Je vous ai parlé souvent de cette bonne idée : prier pour votre bonne part de vous, c'est-à-dire pour votre part de Dieu, votre part du Père. Je vous ai dit que cela soulagerait vos maux, et que les signaux d’alarme du corps sont des révélateurs du mal être de l’âme.

Comment prier pour vous ?

Faites ceci : choisissez un moment de répit dans la journée, un moment où vous êtes plus serein(e) qu’à d’autres, asseyez-vous dans un lieu propice à la paix et à la détente. Puis, parlez-vous à vous-même intérieurement, et dites-vous : « Je n’ai pas peur ».

Puis, recommencez cette affirmation en faisant le tour de tout ce qui peut représenter une crainte pour vous.

Par exemple, vous pouvez dire :

« Je n’ai pas peur de ne pas avoir d’argent.

Je n’ai pas peur de (…) qui m’a fait du mal.

Je n’ai pas peur d’avoir faim.

Je n’ai pas peur de ceux qui nous gouvernent.

Je n’ai pas peur des guerres.

Je n’ai pas peur de la maladie.

... »

Et ainsi de suite, en posant chaque proposition clairement, les unes après les autres, dans la plénitude de leur sens.

Vous verrez que vous pourrez en effet faire fuir la plupart de ces peurs, que vous aurez le sentiment de les dominer facilement.

Mais certaines d’entre elles vous paraîtront plus difficiles à vaincre que d’autres, et pour elles, la ligne vers l’affranchissement de ces peurs vous paraîtra encore infranchissable.

Cela vous permettra de mettre le doigt sur ce qui vous fait vraiment peur, ce dont vous n’êtes pas encore libéré(e), et donc, vous saurez par quel bout prendre les choses, vous commencerez à voir où sont les failles de vos peurs, en les analysant grâce au recul que donne le « Je n’ai pas peur ».

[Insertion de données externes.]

/// A finite impulse response filter. Coefficients are normalized to sum to
/// one, so the filter has unity gain at DC. Output is trimmed to the input's
/// length.
#[derive(Clone, Debug, Serialize, Deserialize)]
pub struct Fir {
    h: Vec<f64>,
}
impl Fir {
    #[allow(missing_docs)]
    pub fn new(coefficients: &[f64]) -> Result<Self> {
        let total: f64 = coefficients.iter().sum();
        if coefficients.is_empty() || total == 0.0 || !total.is_finite() {
            return Err(Error::invalid_argument(
                "FIR coefficients must have a finite nonzero sum",
            ));
        }
        Ok(Self {
            h: coefficients.iter().map(|c| c / total).collect(),
        })
    }

    /// The normalized coefficients.
    pub fn coefficients(&self) -> &[f64] {
        &self.h
    }
}
impl Transform for Fir {
    fn apply(&self, buffer: &mut SampleBuffer) -> Result<()> {
        filter_buffer(&self.h, &[1.0], buffer)
    }

    fn name(&self) -> &'static str {
        "Fir"
    }
}

/// Averages each sample with the `width - 1` before it. A crude low-pass
/// that doesn't care about sample rate.
#[derive(Clone, Debug)]
pub struct MovingAverage(Fir);
impl MovingAverage {
    #[allow(missing_docs)]
    pub fn new(width: usize) -> Result<Self> {
        if width == 0 {
            return Err(Error::invalid_argument("moving average width must be positive"));
        }
        Ok(Self(Fir::new(&vec![1.0; width])?))
    }
}
impl Transform for MovingAverage {
    fn apply(&self, buffer: &mut SampleBuffer) -> Result<()> {
        self.0.apply(buffer)
    }

    fn name(&self) -> &'static str {
        "MovingAverage"
    }
}

/// A general infinite impulse response filter. Both coefficient lists are
/// divided by the first feedback coefficient.
#[derive(Clone, Debug, Serialize, Deserialize)]
pub struct Iir {
    b: Vec<f64>,
    a: Vec<f64>,
}
impl Iir {
    #[allow(missing_docs)]
    pub fn new(feedforward: &[f64], feedback: &[f64]) -> Result<Self> {
        let Some(a0) = feedback.first().copied() else {
            return Err(Error::invalid_argument("IIR needs feedback coefficients"));
        };
        if feedforward.is_empty() {
            return Err(Error::invalid_argument("IIR needs feedforward coefficients"));
        }
        if a0 == 0.0 || !a0.is_finite() {
            return Err(Error::invalid_argument(format!(
                "the first feedback coefficient must be nonzero, got {a0}"
            )));
        }
        Ok(Self {
            b: feedforward.iter().map(|c| c / a0).collect(),
            a: feedback.iter().map(|c| c / a0).collect(),
        })
    }
}
impl Transform for Iir {
    fn apply(&self, buffer: &mut SampleBuffer) -> Result<()> {
        filter_buffer(&self.b, &self.a, buffer)
    }

    fn name(&self) -> &'static str {
        "Iir"
    }
}

// Filters whose coefficients depend on the sample rate.
trait Coefficients {
    fn coefficients(&self, sample_rate: SampleRate) -> Result<(Vec<f64>, Vec<f64>)>;
}

macro_rules! impl_filter_transform {
    ($($t:ident),* $(,)?) => {
        $(
            impl Transform for $t {
                fn apply(&self, buffer: &mut SampleBuffer) -> Result<()> {
                    let (b, a) = self.coefficients(buffer.sample_rate())?;
                    filter_buffer(&b, &a, buffer)
                }

                fn name(&self) -> &'static str {
                    stringify!($t)
                }
            }
        )*
    };
}

// beta = (1 - tan(Fc/2)) / (1 + tan(Fc/2)), the pole of a first-order
// section with cutoff Fc radians/sample.
fn first_order_beta(cutoff: f64, sample_rate: SampleRate) -> f64 {
    let fc = 2.0 * PI * cutoff / sample_rate.0 as f64;
    let t = (fc / 2.0).tan();
    (1.0 - t) / (1.0 + t)
}

// (tan(B/2), cos(Fc)) for a band between `lower` and `upper`.
fn band_intermediates(lower: f64, upper: f64, sample_rate: SampleRate) -> (f64, f64) {
    let sr = sample_rate.0 as f64;
    let bandwidth = 2.0 * PI * (upper - lower) / sr;
    let center = 2.0 * PI * (lower + upper) / 2.0 / sr;
    ((bandwidth / 2.0).tan(), center.cos())
}

fn check_band(lower: f64, upper: f64, sample_rate: SampleRate) -> Result<()> {
    check_frequency("lower edge", lower, sample_rate)?;
    check_frequency("upper edge", upper, sample_rate)?;
    if lower >= upper {
        return Err(Error::invalid_argument(format!(
            "band {lower}..{upper} Hz is empty"
        )));
    }
    Ok(())
}

/// First-order low-pass.
#[derive(Clone, Debug, Serialize, Deserialize)]
pub struct SimpleLowPass {
    cutoff: FrequencyHz,
}
impl SimpleLowPass {
    #[allow(missing_docs)]
    pub fn new(cutoff: impl Into<FrequencyHz>) -> Self {
        Self {
            cutoff: cutoff.into(),
        }
    }
}
impl Coefficients for SimpleLowPass {
    fn coefficients(&self, sample_rate: SampleRate) -> Result<(Vec<f64>, Vec<f64>)> {
        check_frequency("cutoff", self.cutoff.0, sample_rate)?;
        let beta = first_order_beta(self.cutoff.0, sample_rate);
        Ok((
            vec![(1.0 - beta) / 2.0, (1.0 - beta) / 2.0],
            vec![1.0, -beta],
        ))
    }
}

/// First-order high-pass.
#[derive(Clone, Debug, Serialize, Deserialize)]
pub struct SimpleHighPass {
    cutoff: FrequencyHz,
}
impl SimpleHighPass {
    #[allow(missing_docs)]
    pub fn new(cutoff: impl Into<FrequencyHz>) -> Self {
        Self {
            cutoff: cutoff.into(),
        }
    }
}
impl Coefficients for SimpleHighPass {
    fn coefficients(&self, sample_rate: SampleRate) -> Result<(Vec<f64>, Vec<f64>)> {
        check_frequency("cutoff", self.cutoff.0, sample_rate)?;
        let beta = first_order_beta(self.cutoff.0, sample_rate);
        Ok((
            vec![(1.0 + beta) / 2.0, -(1.0 + beta) / 2.0],
            vec![1.0, -beta],
        ))
    }
}

/// First-order low shelf: frequencies below the cutoff are scaled by `gain`
/// (linear), and the rest pass unchanged.
#[derive(Clone, Debug, Serialize, Deserialize)]
pub struct SimpleLowShelf {
    cutoff: FrequencyHz,
    gain: f64,
}
impl SimpleLowShelf {
    /// `gain` is linear.
    pub fn new(cutoff: impl Into<FrequencyHz>, gain: f64) -> Self {
        Self {
            cutoff: cutoff.into(),
            gain,
        }
    }

    /// Gain given in decibels.
    pub fn new_db(cutoff: impl Into<FrequencyHz>, db: f64) -> Self {
        Self::new(cutoff, Decibels(db).to_amplitude())
    }
}
impl Coefficients for SimpleLowShelf {
    fn coefficients(&self, sample_rate: SampleRate) -> Result<(Vec<f64>, Vec<f64>)> {
        check_frequency("cutoff", self.cutoff.0, sample_rate)?;
        let beta = first_order_beta(self.cutoff.0, sample_rate);
        let g = self.gain;
        Ok((
            vec![
                (1.0 + g + (1.0 - g) * beta) / 2.0,
                -(1.0 - g + (1.0 + g) * beta) / 2.0,
            ],
            vec![1.0, -beta],
        ))
    }
}

/// First-order high shelf: frequencies above the cutoff are scaled by `gain`
/// (linear), and the rest pass unchanged.
#[derive(Clone, Debug, Serialize, Deserialize)]
pub struct SimpleHighShelf {
    cutoff: FrequencyHz,
    gain: f64,
}
impl SimpleHighShelf {
    /// `gain` is linear.
    pub fn new(cutoff: impl Into<FrequencyHz>, gain: f64) -> Self {
        Self {
            cutoff: cutoff.into(),
            gain,
        }
    }

    /// Gain given in decibels.
    pub fn new_db(cutoff: impl Into<FrequencyHz>, db: f64) -> Self {
        Self::new(cutoff, Decibels(db).to_amplitude())
    }
}
impl Coefficients for SimpleHighShelf {
    fn coefficients(&self, sample_rate: SampleRate) -> Result<(Vec<f64>, Vec<f64>)> {
        check_frequency("cutoff", self.cutoff.0, sample_rate)?;
        let beta = first_order_beta(self.cutoff.0, sample_rate);
        let g = self.gain;
        Ok((
            vec![
                (1.0 + g + (g - 1.0) * beta) / 2.0,
                (1.0 - g - (1.0 + g) * beta) / 2.0,
            ],
            vec![1.0, -beta],
        ))
    }
}

/// Second-order band-pass between two edge frequencies.
#[derive(Clone, Debug, Serialize, Deserialize)]
pub struct SimpleBandPass {
    lower: FrequencyHz,
    upper: FrequencyHz,
}
impl SimpleBandPass {
    #[allow(missing_docs)]
    pub fn new(lower: impl Into<FrequencyHz>, upper: impl Into<FrequencyHz>) -> Self {
        Self {
            lower: lower.into(),
            upper: upper.into(),
        }
    }
}
impl Coefficients for SimpleBandPass {
    fn coefficients(&self, sample_rate: SampleRate) -> Result<(Vec<f64>, Vec<f64>)> {
        check_band(self.lower.0, self.upper.0, sample_rate)?;
        let (t, center_cos) = band_intermediates(self.lower.0, self.upper.0, sample_rate);
        Ok((
            vec![t, 0.0, -t],
            vec![1.0 + t, -2.0 * center_cos, 1.0 - t],
        ))
    }
}

/// Second-order band-stop between two edge frequencies.
#[derive(Clone, Debug, Serialize, Deserialize)]
pub struct SimpleBandStop {
    lower: FrequencyHz,
    upper: FrequencyHz,
}
impl SimpleBandStop {
    #[allow(missing_docs)]
    pub fn new(lower: impl Into<FrequencyHz>, upper: impl Into<FrequencyHz>) -> Self {
        Self {
            lower: lower.into(),
            upper: upper.into(),
        }
    }
}
impl Coefficients for SimpleBandStop {
    fn coefficients(&self, sample_rate: SampleRate) -> Result<(Vec<f64>, Vec<f64>)> {
        check_band(self.lower.0, self.upper.0, sample_rate)?;
        let (t, center_cos) = band_intermediates(self.lower.0, self.upper.0, sample_rate);
        Ok((
            vec![1.0, -2.0 * center_cos, 1.0],
            vec![1.0 + t, -2.0 * center_cos, 1.0 - t],
        ))
    }
}

/// A band-stop that only dips to `gain` (linear) instead of cutting fully.
#[derive(Clone, Debug, Serialize, Deserialize)]
pub struct SimpleNotch {
    lower: FrequencyHz,
    upper: FrequencyHz,
    gain: f64,
}
impl SimpleNotch {
    /// `gain` is linear.
    pub fn new(lower: impl Into<FrequencyHz>, upper: impl Into<FrequencyHz>, gain: f64) -> Self {
        Self {
            lower: lower.into(),
            upper: upper.into(),
            gain,
        }
    }

    /// Gain given in decibels.
    pub fn new_db(lower: impl Into<FrequencyHz>, upper: impl Into<FrequencyHz>, db: f64) -> Self {
        Self::new(lower, upper, Decibels(db).to_amplitude())
    }
}
impl Coefficients for SimpleNotch {
    fn coefficients(&self, sample_rate: SampleRate) -> Result<(Vec<f64>, Vec<f64>)> {
        check_band(self.lower.0, self.upper.0, sample_rate)?;
        let (t, center_cos) = band_intermediates(self.lower.0, self.upper.0, sample_rate);
        Ok((
            vec![1.0 + self.gain * t, -2.0 * center_cos, 1.0 - self.gain * t],
            vec![1.0 + t, -2.0 * center_cos, 1.0 - t],
        ))
    }
}

/// The response shapes [BiQuad] knows.
#[derive(
    Clone,
    Copy,
    Debug,
    Default,
    Display,
    EnumIter,
    EnumString,
    IntoStaticStr,
    PartialEq,
    Eq,
    Serialize,
    Deserialize,
)]
#[serde(rename_all = "kebab-case")]
#[strum(serialize_all = "kebab-case")]
pub enum BiQuadKind {
    /// Passes frequencies below the cutoff.
    #[default]
    LowPass,
    /// Passes frequencies above the cutoff.
    HighPass,
    /// Passes a band around the cutoff.
    BandPass,
}

#[derive(Clone, Debug)]
struct CoefficientSet {
    a0: f64,
    a1: f64,
    a2: f64,
    b0: f64,
    b1: f64,
    b2: f64,
}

Et par la même occasion, vous pourrez classer vos craintes. D’une part, celles que vous pouvez mettre de côté car vous les aurez vaincues facilement, (vous pourrez, avec un sentiment vif de soulagement, de plaisir même, les enterrer), et d’autre part, celles qui demandent de votre part des actes et des réflexions pour les dépasser, pour vivre en confiance face au stress, face à ce qui vous tétanise. Comme vous aurez éloigné une somme importante de peurs sans véritable substance, finalement, vous aurez plus de force pour explorer et guérir celles qui restent à vaincre.

Alors, c’est vous-mêmes qui vous donnerez des réponses pour vaincre l’insurmontable,

Et vous aurez efficacement prié pour vous vous.